#[cfg(test)]
pub(crate) mod tests {
    use super::*;
    use crate::application::sensor_repository::{FetchError, FetchResult};
    use async_trait::async_trait;
    use chrono::TimeZone;
    use std::collections::HashSet;
    use std::sync::Mutex;

    /// In-memory backend. Operations named in `failing` return an error,
    /// the one named in `panicking` panics.
    #[derive(Default)]
    pub(crate) struct FakeSource {
        pub readings: Mutex<Vec<SensorReading>>,
        pub alerts: Vec<SensorReading>,
        pub oems: Vec<String>,
        pub parameters: Vec<String>,
        pub stats: Option<DashboardStats>,
        pub failing: Mutex<HashSet<&'static str>>,
        pub panicking: Option<&'static str>,
    }

    impl FakeSource {
        fn check(&self, op: &'static str) -> FetchResult<()> {
            if self.panicking == Some(op) {
                panic!("{} exploded", op);
            }
            if self.failing.lock().unwrap().contains(op) {
                return Err(FetchError::Status {
                    url: format!("http://backend/{}", op),
                    status: 503,
                    body: "unavailable".to_string(),
                });
            }
            Ok(())
        }

        pub fn fail(&self, op: &'static str) {
            self.failing.lock().unwrap().insert(op);
        }
    }

    #[async_trait]
    impl SensorDataSource for FakeSource {
        async fn latest_readings(&self) -> FetchResult<Vec<SensorReading>> {
            self.check("latest-readings")?;
            Ok(self.readings.lock().unwrap().clone())
        }

        async fn readings_by_oem(&self, oem: &str) -> FetchResult<Vec<SensorReading>> {
            self.check("readings-by-oem")?;
            Ok(filter_readings(&self.readings.lock().unwrap(), oem, ALL))
        }

        async fn historical_data(
            &self,
            _stage_id: i64,
            parameter: &str,
            _start: DateTime<Utc>,
            _end: DateTime<Utc>,
        ) -> FetchResult<Vec<SensorReading>> {
            self.check("historical")?;
            Ok(filter_readings(&self.readings.lock().unwrap(), ALL, parameter))
        }

        async fn alerts(&self) -> FetchResult<Vec<SensorReading>> {
            self.check("alerts")?;
            Ok(self.alerts.clone())
        }

        async fn recent_readings(&self, _page: u32, _size: u32) -> FetchResult<RecentReadingsPage> {
            self.check("recent")?;
            Ok(RecentReadingsPage::default())
        }

        async fn parameters(&self) -> FetchResult<Vec<String>> {
            self.check("parameters")?;
            Ok(self.parameters.clone())
        }

        async fn process_stages(&self) -> FetchResult<Vec<ProcessStage>> {
            self.check("process-stages")?;
            Ok(Vec::new())
        }

        async fn oems(&self) -> FetchResult<Vec<String>> {
            self.check("oems")?;
            Ok(self.oems.clone())
        }

        async fn readings_by_parameter(&self, parameter: &str) -> FetchResult<Vec<SensorReading>> {
            self.check("readings-by-parameter")?;
            Ok(filter_readings(&self.readings.lock().unwrap(), ALL, parameter))
        }

        async fn dashboard_stats(&self) -> FetchResult<Option<DashboardStats>> {
            self.check("stats")?;
            Ok(self.stats.clone())
        }
    }

    pub(crate) fn ten_readings() -> Vec<SensorReading> {
        let oems = ["ABB", "Siemens"];
        let params = ["Turbidity", "pH", "Chlorine"];
        (0..10)
            .map(|i| {
                SensorReading::new(
                    oems[i % 2],
                    params[i % 3],
                    i as f64,
                    "u",
                    &format!("2024-05-01T10:{:02}:00Z", i),
                )
                .with_stage("filtration")
            })
            .collect()
    }

    pub(crate) fn populated_source() -> FakeSource {
        FakeSource {
            readings: Mutex::new(ten_readings()),
            alerts: vec![
                SensorReading::new("ABB", "pH", 9.1, "", "2024-05-01T10:00:00Z")
                    .with_stage("intake")
                    .with_alert(true),
            ],
            oems: vec!["ABB".to_string(), "Siemens".to_string()],
            parameters: vec!["Turbidity".to_string(), "pH".to_string(), "Chlorine".to_string()],
            stats: Some(DashboardStats {
                total_readings: 10,
                active_stages: 6,
                ..Default::default()
            }),
            ..Default::default()
        }
    }

    fn service(source: FakeSource) -> (DashboardService, Arc<FakeSource>) {
        let source = Arc::new(source);
        let service = DashboardService::new(source.clone(), Duration::from_secs(30));
        (service, source)
    }

    #[test]
    fn test_parameter_filter_ignores_oem_when_all() {
        let filtered = filter_readings(&ten_readings(), ALL, "pH");
        assert_eq!(filtered.len(), 3);
        assert!(filtered.iter().all(|r| r.parameter_name == "pH"));
        let oems: HashSet<&str> = filtered.iter().map(|r| r.oem.as_str()).collect();
        assert_eq!(oems.len(), 2);
    }

    #[test]
    fn test_filters_intersect() {
        let filtered = filter_readings(&ten_readings(), "ABB", "pH");
        let values: Vec<f64> = filtered.iter().map(|r| r.value).collect();
        assert_eq!(values, vec![4.0]);
        assert_eq!(filter_readings(&ten_readings(), ALL, ALL).len(), 10);
    }

    #[test]
    fn test_group_by_parameter_counts() {
        let groups = group_by_parameter(&ten_readings());
        let counts: Vec<(&str, usize)> =
            groups.iter().map(|g| (g.name.as_str(), g.value)).collect();
        assert_eq!(counts, vec![("Turbidity", 4), ("pH", 3), ("Chlorine", 3)]);
        assert_eq!(groups[1].data.len(), 3);
    }

    #[test]
    fn test_alert_severity() {
        let base = SensorReading::new("ABB", "pH", 13.0, "", "2024-05-01T10:00:00Z")
            .with_thresholds(6.0, 10.0);
        assert_eq!(alert_severity(&base), AlertSeverity::Primary);

        let severe = base.clone().with_alert(true);
        assert_eq!(alert_severity(&severe), AlertSeverity::Warn);

        let mut mild = severe.clone();
        mild.value = 10.5;
        assert_eq!(alert_severity(&mild), AlertSeverity::Accent);

        let mut low = severe.clone();
        low.value = 4.0;
        assert_eq!(alert_severity(&low), AlertSeverity::Warn);

        assert_eq!(status_icon(&severe), "warning");
        assert_eq!(status_icon(&base), "check_circle");
    }

    #[test]
    fn test_summarize_alerts() {
        let alerts = vec![
            SensorReading::new("ABB", "pH", 9.1, "", "t").with_stage("intake"),
            SensorReading::new("ABB", "pH", 9.3, "", "t").with_stage("filtration"),
            SensorReading::new("ABB", "pH", 9.4, "", "t").with_stage("intake"),
            SensorReading::new("ABB", "Turbidity", 40.0, "", "t"),
        ];
        let summaries = summarize_alerts(&alerts);
        assert_eq!(summaries.len(), 2);
        assert_eq!(summaries[0].alert_count, 3);
        assert_eq!(summaries[0].process_stages, vec!["intake", "filtration"]);
        assert_eq!(summaries[1].process_stages, vec!["unknown"]);
    }

    #[test]
    fn test_format_invalid_timestamp() {
        assert_eq!(format_timestamp("garbage"), "Invalid Date");
        assert!(format_timestamp("2024-05-01T10:00:00Z").contains("2024"));
    }

    #[tokio::test]
    async fn test_initial_load_populates_everything() {
        let (service, _) = service(populated_source());
        assert!(service.snapshot().await.loading);

        service.load_initial().await;
        let state = service.snapshot().await;

        assert!(!state.loading);
        assert_eq!(state.phase, LoadPhase::Idle);
        assert_eq!(state.last_outcome, Some(LoadOutcome::Success));
        assert_eq!(state.latest_readings.len(), 10);
        assert_eq!(state.filtered_readings.len(), 10);
        assert_eq!(state.oems.len(), 2);
        assert_eq!(state.parameters.len(), 3);
        assert_eq!(state.alerts.len(), 1);
        assert_eq!(state.dashboard_stats.unwrap().total_readings, 10);
        assert!(state.error.is_none());
    }

    #[tokio::test]
    async fn test_failed_oems_fetch_leaves_siblings_intact() {
        let source = populated_source();
        source.fail("oems");
        let (service, _) = service(source);

        service.load_initial().await;
        let state = service.snapshot().await;

        assert!(state.oems.is_empty());
        assert_eq!(state.latest_readings.len(), 10);
        assert_eq!(state.parameters.len(), 3);
        assert!(state.dashboard_stats.is_some());
        assert!(state.error.is_none());
        assert_eq!(
            state.last_outcome,
            Some(LoadOutcome::PartialFailure {
                failed: vec!["OEMs".to_string()]
            })
        );
    }

    #[tokio::test]
    async fn test_broken_fan_out_sets_user_error() {
        let source = FakeSource {
            panicking: Some("alerts"),
            ..populated_source()
        };
        let (service, _) = service(source);

        service.load_initial().await;
        let state = service.snapshot().await;

        assert_eq!(state.error.as_deref(), Some(LOAD_ERROR_MESSAGE));
        assert!(!state.loading);
        assert_eq!(state.latest_readings.len(), 10);
    }

    #[tokio::test]
    async fn test_filters_reapply_after_reload() {
        let (service, source) = service(populated_source());
        service.load_initial().await;

        service.set_filters(Some("Siemens"), Some("Turbidity")).await;
        let state = service.snapshot().await;
        let values: Vec<f64> = state.filtered_readings.iter().map(|r| r.value).collect();
        assert_eq!(values, vec![3.0, 9.0]);
        assert_eq!(state.parameter_groups.len(), 1);

        source
            .readings
            .lock()
            .unwrap()
            .push(SensorReading::new("Siemens", "Turbidity", 11.0, "u", "2024-05-01T11:00:00Z"));
        service.manual_refresh().await;
        assert_eq!(service.snapshot().await.filtered_readings.len(), 3);

        service.set_oem_filter(ALL).await;
        service.set_parameter_filter("pH").await;
        assert_eq!(service.snapshot().await.filtered_readings.len(), 3);
    }

    #[tokio::test]
    async fn test_refresh_failure_keeps_stale_data() {
        let (service, source) = service(populated_source());
        service.load_initial().await;

        source.fail("latest-readings");
        source.fail("alerts");
        source.readings.lock().unwrap().clear();
        service.refresh().await;

        let state = service.snapshot().await;
        assert_eq!(state.latest_readings.len(), 10);
        assert_eq!(state.alerts.len(), 1);
        assert!(!state.loading);
        assert_eq!(
            state.last_outcome,
            Some(LoadOutcome::PartialFailure {
                failed: vec!["latest readings".to_string(), "alerts".to_string()]
            })
        );
    }

    #[tokio::test]
    async fn test_manual_refresh_records_outcome() {
        let (service, source) = service(populated_source());
        service.load_initial().await;

        source.fail("latest-readings");
        service.manual_refresh().await;

        let state = service.snapshot().await;
        assert!(!state.loading);
        assert_eq!(state.phase, LoadPhase::Idle);
        assert_eq!(state.latest_readings.len(), 10);
        assert_eq!(
            state.last_outcome,
            Some(LoadOutcome::PartialFailure {
                failed: vec!["latest readings".to_string()]
            })
        );

        source.failing.lock().unwrap().clear();
        service.manual_refresh().await;
        assert_eq!(
            service.snapshot().await.last_outcome,
            Some(LoadOutcome::Success)
        );
    }

    #[tokio::test]
    async fn test_chart_uses_filtered_readings() {
        let (service, _) = service(populated_source());
        service.load_initial().await;
        service.set_oem_filter("ABB").await;

        match service.chart(ChartKind::Pie).await {
            ChartData::Pie(slices) => {
                assert_eq!(slices.len(), 1);
                assert_eq!(slices[0].value, 5.0);
            }
            other => panic!("unexpected chart {:?}", other),
        }

        assert_eq!(service.alert_summaries().await.len(), 1);
    }

    #[tokio::test]
    async fn test_backend_queries_swallow_failures() {
        let (service, source) = service(populated_source());

        assert_eq!(service.readings_for_oem("ABB").await.len(), 5);
        assert_eq!(service.readings_for_parameter("Chlorine").await.len(), 3);

        let start = Utc.with_ymd_and_hms(2024, 5, 1, 0, 0, 0).unwrap();
        let end = Utc.with_ymd_and_hms(2024, 5, 2, 0, 0, 0).unwrap();
        assert_eq!(service.historical(1, "pH", start, end).await.len(), 3);

        source.fail("readings-by-oem");
        source.fail("recent");
        assert!(service.readings_for_oem("ABB").await.is_empty());
        assert_eq!(service.recent(0, 20).await, RecentReadingsPage::default());
    }

    #[tokio::test]
    async fn test_polling_refreshes_and_stops() {
        let source = Arc::new(populated_source());
        let service = DashboardService::new(source.clone(), Duration::from_millis(20));

        let handle = service.start_polling();
        tokio::time::sleep(Duration::from_millis(80)).await;
        handle.stop().await;

        let state = service.snapshot().await;
        assert_eq!(state.latest_readings.len(), 10);
        // The poll never loads the reference data sets.
        assert!(state.oems.is_empty());
    }
}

TASK TO COMPLETE =
Each line in the material with "parameters" in it must be reported.

EXERCISE OUTPUT =
        pub parameters: Vec<String>,
        async fn parameters(&self) -> FetchResult<Vec<String>> {
            self.check("parameters")?;
            Ok(self.parameters.clone())
            parameters: vec!["Turbidity".to_string(), "pH".to_string(), "Chlorine".to_string()],
        assert_eq!(state.parameters.len(), 3);
        assert_eq!(state.parameters.len(), 3);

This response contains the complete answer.